* **THE TASK**
Send back all of the data, word for word.

* **DATA FOR ANALYSIS**
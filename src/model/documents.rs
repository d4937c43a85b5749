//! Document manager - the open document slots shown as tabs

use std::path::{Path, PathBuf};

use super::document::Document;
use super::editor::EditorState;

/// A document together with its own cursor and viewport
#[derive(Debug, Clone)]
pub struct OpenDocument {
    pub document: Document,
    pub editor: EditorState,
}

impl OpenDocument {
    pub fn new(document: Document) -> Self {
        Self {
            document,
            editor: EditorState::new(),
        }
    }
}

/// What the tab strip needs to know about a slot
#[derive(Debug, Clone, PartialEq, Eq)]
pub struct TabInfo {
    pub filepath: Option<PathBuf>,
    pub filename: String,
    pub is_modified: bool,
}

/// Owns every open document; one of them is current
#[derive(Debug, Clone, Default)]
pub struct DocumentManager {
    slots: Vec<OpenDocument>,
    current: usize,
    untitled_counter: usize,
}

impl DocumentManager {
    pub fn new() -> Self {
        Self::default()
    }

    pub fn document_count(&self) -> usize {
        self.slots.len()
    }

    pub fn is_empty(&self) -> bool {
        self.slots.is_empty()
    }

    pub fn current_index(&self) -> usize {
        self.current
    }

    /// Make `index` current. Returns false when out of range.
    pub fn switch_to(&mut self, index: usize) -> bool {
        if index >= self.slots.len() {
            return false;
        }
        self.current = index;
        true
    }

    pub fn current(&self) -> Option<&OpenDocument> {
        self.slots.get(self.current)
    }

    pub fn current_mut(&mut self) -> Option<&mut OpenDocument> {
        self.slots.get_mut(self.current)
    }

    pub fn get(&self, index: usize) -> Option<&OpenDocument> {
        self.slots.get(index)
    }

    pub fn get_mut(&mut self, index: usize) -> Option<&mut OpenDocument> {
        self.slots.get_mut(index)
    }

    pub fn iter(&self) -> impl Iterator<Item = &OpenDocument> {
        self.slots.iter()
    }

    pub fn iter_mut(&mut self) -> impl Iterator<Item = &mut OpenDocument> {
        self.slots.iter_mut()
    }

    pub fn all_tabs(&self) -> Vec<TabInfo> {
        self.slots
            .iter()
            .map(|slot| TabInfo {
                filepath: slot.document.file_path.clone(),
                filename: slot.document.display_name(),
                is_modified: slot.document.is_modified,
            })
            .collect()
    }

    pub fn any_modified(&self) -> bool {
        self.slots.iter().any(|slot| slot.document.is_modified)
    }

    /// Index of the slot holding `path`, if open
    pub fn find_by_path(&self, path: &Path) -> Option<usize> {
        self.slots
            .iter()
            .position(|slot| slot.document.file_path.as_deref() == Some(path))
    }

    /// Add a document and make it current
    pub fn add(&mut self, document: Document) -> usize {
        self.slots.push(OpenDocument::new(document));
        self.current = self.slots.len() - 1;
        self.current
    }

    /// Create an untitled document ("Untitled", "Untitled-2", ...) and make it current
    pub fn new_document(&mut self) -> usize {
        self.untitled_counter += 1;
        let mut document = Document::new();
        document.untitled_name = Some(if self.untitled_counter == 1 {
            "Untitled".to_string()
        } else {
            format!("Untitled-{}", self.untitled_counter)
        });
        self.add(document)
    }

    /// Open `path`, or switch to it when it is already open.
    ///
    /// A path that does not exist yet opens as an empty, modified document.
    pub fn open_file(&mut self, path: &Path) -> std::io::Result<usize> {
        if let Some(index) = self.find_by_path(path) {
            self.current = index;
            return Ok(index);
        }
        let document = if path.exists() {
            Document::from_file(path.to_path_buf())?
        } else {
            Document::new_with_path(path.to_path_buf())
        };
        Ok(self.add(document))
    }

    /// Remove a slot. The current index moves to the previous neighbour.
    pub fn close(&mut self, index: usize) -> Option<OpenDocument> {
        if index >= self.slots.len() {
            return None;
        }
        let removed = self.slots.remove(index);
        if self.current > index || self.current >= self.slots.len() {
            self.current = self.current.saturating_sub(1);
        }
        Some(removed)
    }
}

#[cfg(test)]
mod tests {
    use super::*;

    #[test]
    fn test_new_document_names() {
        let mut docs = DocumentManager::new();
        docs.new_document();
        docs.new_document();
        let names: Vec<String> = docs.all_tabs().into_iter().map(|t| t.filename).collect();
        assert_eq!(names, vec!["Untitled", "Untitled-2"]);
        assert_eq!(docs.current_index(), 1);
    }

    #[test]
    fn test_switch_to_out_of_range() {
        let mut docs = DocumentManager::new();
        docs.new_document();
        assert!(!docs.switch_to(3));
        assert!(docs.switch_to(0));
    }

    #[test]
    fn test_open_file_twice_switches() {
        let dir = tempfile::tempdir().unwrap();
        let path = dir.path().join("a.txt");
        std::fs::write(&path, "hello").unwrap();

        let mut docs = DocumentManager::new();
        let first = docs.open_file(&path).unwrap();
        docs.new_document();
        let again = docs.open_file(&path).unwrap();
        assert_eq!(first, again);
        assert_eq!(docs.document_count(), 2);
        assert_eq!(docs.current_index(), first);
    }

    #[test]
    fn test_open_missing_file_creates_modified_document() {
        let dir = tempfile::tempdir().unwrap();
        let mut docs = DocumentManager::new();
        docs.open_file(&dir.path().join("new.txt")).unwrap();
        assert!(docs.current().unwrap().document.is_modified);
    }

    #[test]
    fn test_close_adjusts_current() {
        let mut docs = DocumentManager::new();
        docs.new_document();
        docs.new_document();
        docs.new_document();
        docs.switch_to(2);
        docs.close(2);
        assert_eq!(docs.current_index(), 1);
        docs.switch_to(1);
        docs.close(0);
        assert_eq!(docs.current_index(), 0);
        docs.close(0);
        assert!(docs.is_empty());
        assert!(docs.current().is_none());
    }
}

* **RESPONSE BELOW**
filename src/model/documents.rs
repository d4937c43a85b5749
//! Document manager - the open document slots shown as tabs

use std::path::{Path, PathBuf};

use super::document::Document;
use super::editor::EditorState;

/// A document together with its own cursor and viewport
#[derive(Debug, Clone)]
pub struct OpenDocument {
    pub document: Document,
    pub editor: EditorState,
}

impl OpenDocument {
    pub fn new(document: Document) -> Self {
        Self {
            document,
            editor: EditorState::new(),
        }
    }
}

/// What the tab strip needs to know about a slot
#[derive(Debug, Clone, PartialEq, Eq)]
pub struct TabInfo {
    pub filepath: Option<PathBuf>,
    pub filename: String,
    pub is_modified: bool,
}

/// Owns every open document; one of them is current
#[derive(Debug, Clone, Default)]
pub struct DocumentManager {
    slots: Vec<OpenDocument>,
    current: usize,
    untitled_counter: usize,
}

impl DocumentManager {
    pub fn new() -> Self {
        Self::default()
    }

    pub fn document_count(&self) -> usize {
        self.slots.len()
    }

    pub fn is_empty(&self) -> bool {
        self.slots.is_empty()
    }

    pub fn current_index(&self) -> usize {
        self.current
    }

    /// Make `index` current. Returns false when out of range.
    pub fn switch_to(&mut self, index: usize) -> bool {
        if index >= self.slots.len() {
            return false;
        }
        self.current = index;
        true
    }

    pub fn current(&self) -> Option<&OpenDocument> {
        self.slots.get(self.current)
    }

    pub fn current_mut(&mut self) -> Option<&mut OpenDocument> {
        self.slots.get_mut(self.current)
    }

    pub fn get(&self, index: usize) -> Option<&OpenDocument> {
        self.slots.get(index)
    }

    pub fn get_mut(&mut self, index: usize) -> Option<&mut OpenDocument> {
        self.slots.get_mut(index)
    }

    pub fn iter(&self) -> impl Iterator<Item = &OpenDocument> {
        self.slots.iter()
    }

    pub fn iter_mut(&mut self) -> impl Iterator<Item = &mut OpenDocument> {
        self.slots.iter_mut()
    }

    pub fn all_tabs(&self) -> Vec<TabInfo> {
        self.slots
            .iter()
            .map(|slot| TabInfo {
                filepath: slot.document.file_path.clone(),
                filename: slot.document.display_name(),
                is_modified: slot.document.is_modified,
            })
            .collect()
    }

    pub fn any_modified(&self) -> bool {
        self.slots.iter().any(|slot| slot.document.is_modified)
    }

    /// Index of the slot holding `path`, if open
    pub fn find_by_path(&self, path: &Path) -> Option<usize> {
        self.slots
            .iter()
            .position(|slot| slot.document.file_path.as_deref() == Some(path))
    }

    /// Add a document and make it current
    pub fn add(&mut self, document: Document) -> usize {
        self.slots.push(OpenDocument::new(document));
        self.current = self.slots.len() - 1;
        self.current
    }

    /// Create an untitled document ("Untitled", "Untitled-2", ...) and make it current
    pub fn new_document(&mut self) -> usize {
        self.untitled_counter += 1;
        let mut document = Document::new();
        document.untitled_name = Some(if self.untitled_counter == 1 {
            "Untitled".to_string()
        } else {
            format!("Untitled-{}", self.untitled_counter)
        });
        self.add(document)
    }

    /// Open `path`, or switch to it when it is already open.
    ///
    /// A path that does not exist yet opens as an empty, modified document.
    pub fn open_file(&mut self, path: &Path) -> std::io::Result<usize> {
        if let Some(index) = self.find_by_path(path) {
            self.current = index;
            return Ok(index);
        }
        let document = if path.exists() {
            Document::from_file(path.to_path_buf())?
        } else {
            Document::new_with_path(path.to_path_buf())
        };
        Ok(self.add(document))
    }

    /// Remove a slot. The current index moves to the previous neighbour.
    pub fn close(&mut self, index: usize) -> Option<OpenDocument> {
        if index >= self.slots.len() {
            return None;
        }
        let removed = self.slots.remove(index);
        if self.current > index || self.current >= self.slots.len() {
            self.current = self.current.saturating_sub(1);
        }
        Some(removed)
    }
}

#[cfg(test)]
mod tests {
    use super::*;

    #[test]
    fn test_new_document_names() {
        let mut docs = DocumentManager::new();
        docs.new_document();
        docs.new_document();
        let names: Vec<String> = docs.all_tabs().into_iter().map(|t| t.filename).collect();
        assert_eq!(names, vec!["Untitled", "Untitled-2"]);
        assert_eq!(docs.current_index(), 1);
    }

    #[test]
    fn test_switch_to_out_of_range() {
        let mut docs = DocumentManager::new();
        docs.new_document();
        assert!(!docs.switch_to(3));
        assert!(docs.switch_to(0));
    }

    #[test]
    fn test_open_file_twice_switches() {
        let dir = tempfile::tempdir().unwrap();
        let path = dir.path().join("a.txt");
        std::fs::write(&path, "hello").unwrap();

        let mut docs = DocumentManager::new();
        let first = docs.open_file(&path).unwrap();
        docs.new_document();
        let again = docs.open_file(&path).unwrap();
        assert_eq!(first, again);
        assert_eq!(docs.document_count(), 2);
        assert_eq!(docs.current_index(), first);
    }

    #[test]
    fn test_open_missing_file_creates_modified_document() {
        let dir = tempfile::tempdir().unwrap();
        let mut docs = DocumentManager::new();
        docs.open_file(&dir.path().join("new.txt")).unwrap();
        assert!(docs.current().unwrap().document.is_modified);
    }

    #[test]
    fn test_close_adjusts_current() {
        let mut docs = DocumentManager::new();
        docs.new_document();
        docs.new_document();
        docs.new_document();
        docs.switch_to(2);
        docs.close(2);
        assert_eq!(docs.current_index(), 1);
        docs.switch_to(1);
        docs.close(0);
        assert_eq!(docs.current_index(), 0);
        docs.close(0);
        assert!(docs.is_empty());
        assert!(docs.current().is_none());
    }
}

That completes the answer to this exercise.